Records for this task
---*---

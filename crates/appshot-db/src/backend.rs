//! Runtime-selected backends.
//!
//! Deployments pick in-process or shared storage from configuration, while the
//! core services stay generic over one concrete type per concern.

use std::time::Duration;

use chrono::{DateTime, Utc};
use uuid::Uuid;

use appshot_core::broker::{Delivery, MemoryBroker, MessageBroker};
use appshot_core::cache::{CacheStore, CounterState, MemoryCache};
use appshot_core::error::AppError;
use appshot_core::job::{Job, JobStatus, NewJob, Priority, QueueMessage, Transition};
use appshot_core::job_store::{JobStore, MemoryJobStore};

use crate::config::{DatabaseConfig, RedisConfig};
use crate::database::Database;
use crate::job_repository::JobRepository;
use crate::queue_repository::QueueRepository;
use crate::redis_cache::RedisCache;

macro_rules! dispatch {
    ($self:ident, $Enum:ident { $($Variant:ident),+ }, $inner:ident => $call:expr) => {
        match $self {
            $($Enum::$Variant($inner) => $call.await,)+
        }
    };
}

#[derive(Clone)]
pub enum CacheBackend {
    Memory(MemoryCache),
    Redis(RedisCache),
}

impl CacheBackend {
    pub fn name(&self) -> &'static str {
        match self {
            CacheBackend::Memory(_) => "memory",
            CacheBackend::Redis(_) => "redis",
        }
    }
}

impl CacheStore for CacheBackend {
    async fn get(&self, key: &str) -> Result<Option<Vec<u8>>, AppError> {
        dispatch!(self, CacheBackend { Memory, Redis }, c => c.get(key))
    }

    async fn set(&self, key: &str, value: Vec<u8>, ttl: Duration) -> Result<(), AppError> {
        dispatch!(self, CacheBackend { Memory, Redis }, c => c.set(key, value, ttl))
    }

    async fn delete(&self, key: &str) -> Result<bool, AppError> {
        dispatch!(self, CacheBackend { Memory, Redis }, c => c.delete(key))
    }

    async fn exists(&self, key: &str) -> Result<bool, AppError> {
        dispatch!(self, CacheBackend { Memory, Redis }, c => c.exists(key))
    }

    async fn increment(&self, key: &str, amount: u64) -> Result<u64, AppError> {
        dispatch!(self, CacheBackend { Memory, Redis }, c => c.increment(key, amount))
    }

    async fn expire(&self, key: &str, ttl: Duration) -> Result<bool, AppError> {
        dispatch!(self, CacheBackend { Memory, Redis }, c => c.expire(key, ttl))
    }

    async fn ttl(&self, key: &str) -> Result<Option<Duration>, AppError> {
        dispatch!(self, CacheBackend { Memory, Redis }, c => c.ttl(key))
    }

    async fn increment_with_ttl(
        &self,
        key: &str,
        amount: u64,
        ttl: Duration,
    ) -> Result<CounterState, AppError> {
        dispatch!(self, CacheBackend { Memory, Redis }, c => c.increment_with_ttl(key, amount, ttl))
    }

    async fn purge_expired(&self) -> Result<u64, AppError> {
        dispatch!(self, CacheBackend { Memory, Redis }, c => c.purge_expired())
    }
}

#[derive(Clone)]
pub enum JobBackend {
    Memory(MemoryJobStore),
    Postgres(JobRepository),
}

impl JobBackend {
    pub fn name(&self) -> &'static str {
        match self {
            JobBackend::Memory(_) => "memory",
            JobBackend::Postgres(_) => "postgres",
        }
    }
}

impl JobStore for JobBackend {
    async fn create(&self, request: NewJob) -> Result<Job, AppError> {
        dispatch!(self, JobBackend { Memory, Postgres }, s => s.create(request))
    }

    async fn record_cached(
        &self,
        request: NewJob,
        result: Vec<String>,
        completed_at: DateTime<Utc>,
    ) -> Result<Job, AppError> {
        dispatch!(self, JobBackend { Memory, Postgres }, s => s.record_cached(request, result, completed_at))
    }

    async fn transition(&self, job_id: Uuid, transition: Transition) -> Result<Job, AppError> {
        dispatch!(self, JobBackend { Memory, Postgres }, s => s.transition(job_id, transition))
    }

    async fn get(&self, job_id: Uuid) -> Result<Option<Job>, AppError> {
        dispatch!(self, JobBackend { Memory, Postgres }, s => s.get(job_id))
    }

    async fn list(&self, status: Option<JobStatus>, limit: usize) -> Result<Vec<Job>, AppError> {
        dispatch!(self, JobBackend { Memory, Postgres }, s => s.list(status, limit))
    }

    async fn count_by_status(&self, status: JobStatus) -> Result<u64, AppError> {
        dispatch!(self, JobBackend { Memory, Postgres }, s => s.count_by_status(status))
    }

    async fn purge_terminal_before(&self, cutoff: DateTime<Utc>) -> Result<u64, AppError> {
        dispatch!(self, JobBackend { Memory, Postgres }, s => s.purge_terminal_before(cutoff))
    }
}

#[derive(Clone)]
pub enum BrokerBackend {
    Memory(MemoryBroker),
    Postgres(QueueRepository),
}

impl BrokerBackend {
    pub fn name(&self) -> &'static str {
        match self {
            BrokerBackend::Memory(_) => "memory",
            BrokerBackend::Postgres(_) => "postgres",
        }
    }
}

impl MessageBroker for BrokerBackend {
    async fn publish(
        &self,
        queue: &str,
        message: &QueueMessage,
        priority: Priority,
        delay: Duration,
    ) -> Result<Uuid, AppError> {
        dispatch!(self, BrokerBackend { Memory, Postgres }, b => b.publish(queue, message, priority, delay))
    }

    async fn claim(&self, queue: &str, consumer: &str) -> Result<Option<Delivery>, AppError> {
        dispatch!(self, BrokerBackend { Memory, Postgres }, b => b.claim(queue, consumer))
    }

    async fn ack(&self, delivery: &Delivery) -> Result<bool, AppError> {
        dispatch!(self, BrokerBackend { Memory, Postgres }, b => b.ack(delivery))
    }

    async fn reschedule(
        &self,
        delivery: &Delivery,
        attempt: u32,
        delay: Duration,
    ) -> Result<bool, AppError> {
        dispatch!(self, BrokerBackend { Memory, Postgres }, b => b.reschedule(delivery, attempt, delay))
    }

    async fn depth(&self, queue: &str) -> Result<u64, AppError> {
        dispatch!(self, BrokerBackend { Memory, Postgres }, b => b.depth(queue))
    }
}

/// The three storage concerns, chosen once at startup.
#[derive(Clone)]
pub struct Backends {
    pub cache: CacheBackend,
    pub jobs: JobBackend,
    pub broker: BrokerBackend,
}

impl Backends {
    /// Single-process deployment: moka cache, in-memory jobs and queue.
    pub fn in_memory(visibility_timeout: Duration) -> Self {
        Self {
            cache: CacheBackend::Memory(MemoryCache::default()),
            jobs: JobBackend::Memory(MemoryJobStore::new()),
            broker: BrokerBackend::Memory(MemoryBroker::new(visibility_timeout)),
        }
    }

    /// PostgreSQL for jobs and queue when `database` is given, Redis for the
    /// cache when `redis` is given; in-process otherwise. Runs migrations.
    pub async fn connect(
        database: Option<&DatabaseConfig>,
        redis: Option<&RedisConfig>,
        visibility_timeout: Duration,
    ) -> Result<Self, AppError> {
        let mut backends = Self::in_memory(visibility_timeout);

        if let Some(config) = database {
            let db = Database::connect(config).await?;
            db.migrate().await?;
            backends.jobs = JobBackend::Postgres(db.job_repo());
            backends.broker = BrokerBackend::Postgres(
                db.queue_repo().with_visibility_timeout(visibility_timeout),
            );
        }
        if let Some(config) = redis {
            backends.cache = CacheBackend::Redis(RedisCache::connect(&config.url).await?);
        }

        tracing::info!(
            cache = backends.cache.name(),
            jobs = backends.jobs.name(),
            broker = backends.broker.name(),
            "Storage backends ready"
        );
        Ok(backends)
    }

    /// True when jobs and queue live only in this process.
    pub fn is_process_local(&self) -> bool {
        matches!(self.broker, BrokerBackend::Memory(_))
    }
}
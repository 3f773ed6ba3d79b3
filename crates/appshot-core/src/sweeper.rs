use std::time::Duration;

use chrono::{TimeDelta, Utc};
use serde::Serialize;
use tokio_util::sync::CancellationToken;

use crate::cache::CacheStore;
use crate::error::AppError;
use crate::job_store::JobStore;

#[derive(Debug, Clone)]
pub struct SweeperConfig {
    pub interval: Duration,
    /// Terminal jobs older than this are deleted.
    pub job_retention: Duration,
}

impl Default for SweeperConfig {
    fn default() -> Self {
        Self {
            interval: Duration::from_secs(24 * 3600),
            job_retention: Duration::from_secs(7 * 24 * 3600),
        }
    }
}

#[derive(Debug, Clone, Copy, Default, PartialEq, Eq, Serialize)]
pub struct SweepReport {
    pub cache_entries_purged: u64,
    pub jobs_purged: u64,
}

/// Periodic eviction of expired cache entries and old terminal jobs.
#[derive(Clone)]
pub struct MaintenanceSweeper<C: CacheStore, J: JobStore> {
    cache: C,
    jobs: J,
    config: SweeperConfig,
}

impl<C: CacheStore, J: JobStore> MaintenanceSweeper<C, J> {
    pub fn new(cache: C, jobs: J, config: SweeperConfig) -> Self {
        Self {
            cache,
            jobs,
            config,
        }
    }

    /// One sweep. A cache failure is logged and does not stop the job purge.
    pub async fn sweep_once(&self) -> Result<SweepReport, AppError> {
        let cache_entries_purged = match self.cache.purge_expired().await {
            Ok(n) => n,
            Err(e) => {
                tracing::warn!(error = %e, "Cache purge failed");
                0
            }
        };

        let retention = TimeDelta::from_std(self.config.job_retention)
            .map_err(|e| AppError::ConfigError(format!("job retention out of range: {e}")))?;
        let cutoff = Utc::now() - retention;
        let jobs_purged = self.jobs.purge_terminal_before(cutoff).await?;

        tracing::info!(%cache_entries_purged, %jobs_purged, %cutoff, "Maintenance sweep finished");
        Ok(SweepReport {
            cache_entries_purged,
            jobs_purged,
        })
    }

    /// Sweep every `interval` until cancelled. The first sweep runs after one
    /// full interval.
    pub async fn run(&self, cancel_token: CancellationToken) {
        tracing::info!(interval = ?self.config.interval, "Maintenance sweeper started");
        loop {
            tokio::select! {
                () = tokio::time::sleep(self.config.interval) => {}
                () = cancel_token.cancelled() => break,
            }
            if let Err(e) = self.sweep_once().await {
                tracing::error!(error = %e, "Maintenance sweep failed");
            }
        }
        tracing::info!("Maintenance sweeper stopped");
    }
}
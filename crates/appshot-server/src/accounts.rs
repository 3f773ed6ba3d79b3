use std::collections::{HashMap, HashSet};
use std::sync::{Arc, Mutex, MutexGuard};

use serde::Deserialize;
use subtle::ConstantTimeEq;

use appshot_core::admission::{QuotaLedger, Tier};
use appshot_core::error::AppError;

/// One entry of `APPSHOT_ACCOUNTS`.
#[derive(Debug, Clone, Deserialize)]
struct AccountSpec {
    api_key: String,
    client_id: String,
    /// Unknown names fall back to the free tier.
    tier: Option<String>,
    /// Remaining billable requests. Absent means unlimited.
    quota: Option<u64>,
}

/// The identity an API key resolves to.
#[derive(Debug, Clone, PartialEq, Eq)]
pub struct Account {
    pub client_id: String,
    pub tier: Tier,
}

/// API-key registry and per-account request balance.
///
/// The balance is a billing budget, debited per accepted request and
/// credited back only for requests that could not be enqueued. It is
/// separate from the hourly rate-limit windows kept in the cache.
#[derive(Clone, Default)]
pub struct AccountBook {
    keys: Arc<Vec<(String, Account)>>,
    balances: Arc<Mutex<HashMap<String, u64>>>,
}

impl AccountBook {
    /// Parse a JSON array of `{api_key, client_id, tier?, quota?}` objects.
    pub fn from_json(raw: &str) -> Result<Self, AppError> {
        let specs: Vec<AccountSpec> = serde_json::from_str(raw)
            .map_err(|e| AppError::ConfigError(format!("Invalid APPSHOT_ACCOUNTS: {e}")))?;

        let mut seen_keys = HashSet::new();
        let mut seen_clients = HashSet::new();
        let mut keys = Vec::with_capacity(specs.len());
        let mut balances = HashMap::new();

        for spec in specs {
            if spec.api_key.is_empty() || spec.client_id.is_empty() {
                return Err(AppError::ConfigError(
                    "APPSHOT_ACCOUNTS entries need a non-empty api_key and client_id".into(),
                ));
            }
            if !seen_keys.insert(spec.api_key.clone()) {
                return Err(AppError::ConfigError(format!(
                    "Duplicate api_key for client '{}'",
                    spec.client_id
                )));
            }
            if !seen_clients.insert(spec.client_id.clone()) {
                return Err(AppError::ConfigError(format!(
                    "Duplicate client_id '{}'",
                    spec.client_id
                )));
            }
            let tier = Tier::resolve(spec.tier.as_deref());
            if spec.tier.as_deref().is_some_and(|raw| raw.parse::<Tier>().is_err()) {
                tracing::warn!(client_id = %spec.client_id, tier = ?spec.tier, "Unknown tier in APPSHOT_ACCOUNTS, using free");
            }
            if let Some(quota) = spec.quota {
                balances.insert(spec.client_id.clone(), quota);
            }
            keys.push((
                spec.api_key,
                Account {
                    client_id: spec.client_id,
                    tier,
                },
            ));
        }

        Ok(Self {
            keys: Arc::new(keys),
            balances: Arc::new(Mutex::new(balances)),
        })
    }

    /// Reads `APPSHOT_ACCOUNTS`. Unset yields an empty book, which rejects
    /// every client request.
    pub fn from_env() -> Result<Self, AppError> {
        match std::env::var("APPSHOT_ACCOUNTS") {
            Ok(raw) => Self::from_json(&raw),
            Err(_) => {
                tracing::warn!("APPSHOT_ACCOUNTS not set; client endpoints will reject all keys");
                Ok(Self::default())
            }
        }
    }

    pub fn len(&self) -> usize {
        self.keys.len()
    }

    pub fn is_empty(&self) -> bool {
        self.keys.is_empty()
    }

    /// Resolve an API key. Every stored key is compared in constant time.
    pub fn authenticate(&self, api_key: &str) -> Option<Account> {
        let mut found = None;
        for (key, account) in self.keys.iter() {
            if bool::from(key.as_bytes().ct_eq(api_key.as_bytes())) {
                found = Some(account.clone());
            }
        }
        found
    }

    /// Remaining balance, `None` when the account is unlimited or unknown.
    pub fn remaining(&self, client_id: &str) -> Option<u64> {
        self.lock_inner().get(client_id).copied()
    }

    fn lock_inner(&self) -> MutexGuard<'_, HashMap<String, u64>> {
        self.balances.lock().unwrap_or_else(|poisoned| {
            tracing::warn!("Recovered from poisoned account balance mutex");
            poisoned.into_inner()
        })
    }
}

impl QuotaLedger for AccountBook {
    async fn try_consume(&self, client_id: &str, amount: u64) -> Result<bool, AppError> {
        let mut balances = self.lock_inner();
        let Some(balance) = balances.get_mut(client_id) else {
            return Ok(true);
        };
        if *balance < amount {
            tracing::info!(%client_id, balance = *balance, %amount, "Account balance exhausted");
            return Ok(false);
        }
        *balance -= amount;
        Ok(true)
    }

    async fn refund(&self, client_id: &str, amount: u64) -> Result<(), AppError> {
        if let Some(balance) = self.lock_inner().get_mut(client_id) {
            *balance = balance.saturating_add(amount);
            tracing::debug!(%client_id, %amount, balance = *balance, "Balance refunded");
        }
        Ok(())
    }
}

#[cfg(test)]
mod tests {
    use super::*;

    const ACCOUNTS: &str = r#"[
        {"api_key": "key-free", "client_id": "acme"},
        {"api_key": "key-pro", "client_id": "globex", "tier": "premium", "quota": 3}
    ]"#;

    #[test]
    fn test_authenticate() {
        let book = AccountBook::from_json(ACCOUNTS).unwrap();
        assert_eq!(book.len(), 2);

        let free = book.authenticate("key-free").unwrap();
        assert_eq!(free.client_id, "acme");
        assert_eq!(free.tier, Tier::Free);

        let pro = book.authenticate("key-pro").unwrap();
        assert_eq!(pro.tier, Tier::Premium);

        assert!(book.authenticate("key-pr").is_none());
        assert!(book.authenticate("").is_none());
    }

    #[test]
    fn test_rejects_bad_config() {
        assert!(matches!(
            AccountBook::from_json("not json"),
            Err(AppError::ConfigError(_))
        ));
        assert!(AccountBook::from_json(
            r#"[{"api_key": "k", "client_id": "a"}, {"api_key": "k", "client_id": "b"}]"#
        )
        .is_err());
        assert!(AccountBook::from_json(
            r#"[{"api_key": "k1", "client_id": "a"}, {"api_key": "k2", "client_id": "a"}]"#
        )
        .is_err());
        assert!(AccountBook::from_json(r#"[{"api_key": "", "client_id": "a"}]"#).is_err());
    }

    #[test]
    fn test_unknown_tier_falls_back_to_free() {
        let book = AccountBook::from_json(
            r#"[{"api_key": "k", "client_id": "a", "tier": "gold"},
                {"api_key": "k2", "client_id": "b", "tier": "Enterprise"}]"#,
        )
        .unwrap();
        assert_eq!(book.authenticate("k").unwrap().tier, Tier::Free);
        assert_eq!(book.authenticate("k2").unwrap().tier, Tier::Enterprise);
    }

    #[tokio::test]
    async fn test_balance_decrements_until_exhausted() {
        let book = AccountBook::from_json(ACCOUNTS).unwrap();

        assert!(book.try_consume("globex", 2).await.unwrap());
        assert_eq!(book.remaining("globex"), Some(1));
        assert!(!book.try_consume("globex", 2).await.unwrap());
        assert_eq!(book.remaining("globex"), Some(1));
        assert!(book.try_consume("globex", 1).await.unwrap());
        assert!(!book.try_consume("globex", 1).await.unwrap());
    }

    #[tokio::test]
    async fn test_unlimited_accounts_always_pass() {
        let book = AccountBook::from_json(ACCOUNTS).unwrap();
        assert_eq!(book.remaining("acme"), None);
        assert!(book.try_consume("acme", 1_000_000).await.unwrap());
    }

    #[tokio::test]
    async fn test_refund_restores_metered_balance_only() {
        let book = AccountBook::from_json(ACCOUNTS).unwrap();
        assert!(book.try_consume("globex", 3).await.unwrap());
        book.refund("globex", 2).await.unwrap();
        assert_eq!(book.remaining("globex"), Some(2));

        book.refund("acme", 5).await.unwrap();
        assert_eq!(book.remaining("acme"), None);
    }
}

---*---

Report back each line in the material above that contains the string "HashMap".

use std::collections::{HashMap, HashSet};
    balances: Arc<Mutex<HashMap<String, u64>>>,
        let mut balances = HashMap::new();
    fn lock_inner(&self) -> MutexGuard<'_, HashMap<String, u64>> {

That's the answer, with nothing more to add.